She hesitated, and said reluctantly, “I guess you’re right. Okay, I stay. Matt?”

“Yes?”

“You didn’t tell me what Buchanan died of.”

“Bubonic plague,” I said. “Also known as the Black Death. A fine upstanding adult disease for a change.”

She whistled softly and said, “This McRow character. He sounds kind of crazy all around. Delusions of grandeur and stuff.”

She looked cute standing there without anything on, but it was my chance to turn the tough-and-humorless treatment on her, and I wasn’t about to pass it up.

I said, “It’s not our business to psychoanalyze him, doll. All we’re required to do is kill him.”

4

After lunch, which we had served in the room, I called a car dealer on Berkeley Square; then I left Winnie to take a nap while I went over to pick up our transportation: a gaudy, bright red Triumph Spitfire sports job, the last car in the world an agent on a secret mission would choose to drive. Well, that was the idea.

It had sixty-seven horsepower, an eighty-three-inch wheelbase, a top speed of ninety-something, and a turning circle of twenty-four feet, which meant that if you got just a little gay with the wheel, you’d find yourself going back the way you came.
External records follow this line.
//! The replica's view of the cluster: who is alive, who leads.

use std::collections::BTreeSet;
use std::sync::Mutex;
use std::sync::atomic::{AtomicBool, Ordering};
use std::time::Duration;

use palaver_types::ReplicaName;

/// Cooperative shutdown flag shared by every thread of a replica.
///
/// Listener loops poll it between accepts, consumers check it on read
/// timeouts, and the dispatcher exits when it trips.
#[derive(Debug, Clone, Default)]
pub struct Shutdown(std::sync::Arc<AtomicBool>);

impl Shutdown {
    pub fn new() -> Self {
        Self::default()
    }

    pub fn trigger(&self) {
        self.0.store(true, Ordering::SeqCst);
    }

    pub fn is_triggered(&self) -> bool {
        self.0.load(Ordering::SeqCst)
    }

    /// Sleeps for `total`, waking early if shutdown triggers. Returns
    /// `false` if shutdown was triggered.
    pub fn sleep_unless_triggered(&self, total: Duration) -> bool {
        let step = Duration::from_millis(50);
        let mut remaining = total;
        while remaining > Duration::ZERO {
            if self.is_triggered() {
                return false;
            }
            let chunk = remaining.min(step);
            std::thread::sleep(chunk);
            remaining -= chunk;
        }
        !self.is_triggered()
    }
}

/// Shared liveness-and-leadership state.
///
/// Every sibling starts out presumed alive; the health monitor removes
/// the ones that stop answering. Siblings are never re-added: a replica
/// that crashed must restart its process (and catch up) to rejoin.
#[derive(Debug)]
pub struct ClusterView {
    self_name: ReplicaName,
    living: Mutex<BTreeSet<ReplicaName>>,
    is_primary: AtomicBool,
}

impl ClusterView {
    pub fn new(self_name: ReplicaName, siblings: impl IntoIterator<Item = ReplicaName>) -> Self {
        Self {
            self_name,
            living: Mutex::new(siblings.into_iter().collect()),
            is_primary: AtomicBool::new(false),
        }
    }

    pub fn self_name(&self) -> &ReplicaName {
        &self.self_name
    }

    /// Whether this replica currently considers itself primary.
    pub fn is_primary(&self) -> bool {
        self.is_primary.load(Ordering::SeqCst)
    }

    pub fn is_living(&self, name: &ReplicaName) -> bool {
        self.living().contains(name)
    }

    /// Snapshot of the living siblings.
    pub fn living(&self) -> BTreeSet<ReplicaName> {
        self.living
            .lock()
            .expect("living-set mutex poisoned")
            .clone()
    }

    /// Removes a sibling that failed its health probe. Returns whether it
    /// was present.
    pub fn remove_sibling(&self, name: &ReplicaName) -> bool {
        self.living
            .lock()
            .expect("living-set mutex poisoned")
            .remove(name)
    }

    /// The replica that should lead: lexicographically first among self
    /// and the living siblings.
    pub fn leader(&self) -> ReplicaName {
        let living = self.living();
        living
            .first()
            .filter(|first| **first < self.self_name)
            .cloned()
            .unwrap_or_else(|| self.self_name.clone())
    }

    /// Recomputes `is_primary` from the current living set. Returns
    /// `true` exactly when this call transitioned the flag false→true.
    pub fn recompute_primary(&self) -> bool {
        let should_lead = self.leader() == self.self_name;
        let was = self.is_primary.swap(should_lead, Ordering::SeqCst);
        should_lead && !was
    }
}

#[cfg(test)]
mod tests {
    use super::*;
    use test_case::test_case;

    fn view(self_name: &str, siblings: &[&str]) -> ClusterView {
        ClusterView::new(
            ReplicaName::from(self_name),
            siblings.iter().map(|s| ReplicaName::from(*s)),
        )
    }

    #[test_case("A", &["B", "C"], "A"; "smallest name leads")]
    #[test_case("B", &["A", "C"], "A"; "living smaller sibling leads")]
    #[test_case("B", &["C"], "B"; "leads once smaller sibling dies")]
    #[test_case("C", &[], "C"; "alone means leading")]
    fn leader_is_lexicographic_minimum(self_name: &str, siblings: &[&str], expected: &str) {
        assert_eq!(view(self_name, siblings).leader(), ReplicaName::from(expected));
    }

    #[test]
    fn primary_transition_fires_once() {
        let v = view("B", &["A", "C"]);
        assert!(!v.recompute_primary());
        assert!(!v.is_primary());

        v.remove_sibling(&ReplicaName::from("A"));
        assert!(v.recompute_primary());
        assert!(v.is_primary());

        // Stays primary without a second transition.
        assert!(!v.recompute_primary());
        assert!(v.is_primary());
    }

    #[test]
    fn exactly_one_replica_claims_primacy() {
        // All replicas mutually reachable: only A computes primary.
        for (name, siblings) in [("A", ["B", "C"]), ("B", ["A", "C"]), ("C", ["A", "B"])] {
            let v = view(name, &siblings);
            v.recompute_primary();
            assert_eq!(v.is_primary(), name == "A");
        }
    }

    #[test]
    fn shutdown_interrupts_sleep() {
        let shutdown = Shutdown::new();
        shutdown.trigger();
        assert!(!shutdown.sleep_unless_triggered(Duration::from_secs(5)));
    }
}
This was why I’d picked it. In a land of fast drivers and unlimited highway speeds I wasn’t likely to be able to equip myself to outrun the opposition—considering the departmental budget—but in this little bomb, if need be, I might out-dodge it.

They sent me out to a garage at the edge of town for the actual delivery, and by the time I’d picked my way back to the hotel, creeping timidly down the left side of the street while the crazy traffic swirled around me, it was well after three. I turned my miniature hotrod over to the doorman and went up to the room. Winnie was sitting on the bed with a bunch of pillows behind her, reading the London papers provided by the management.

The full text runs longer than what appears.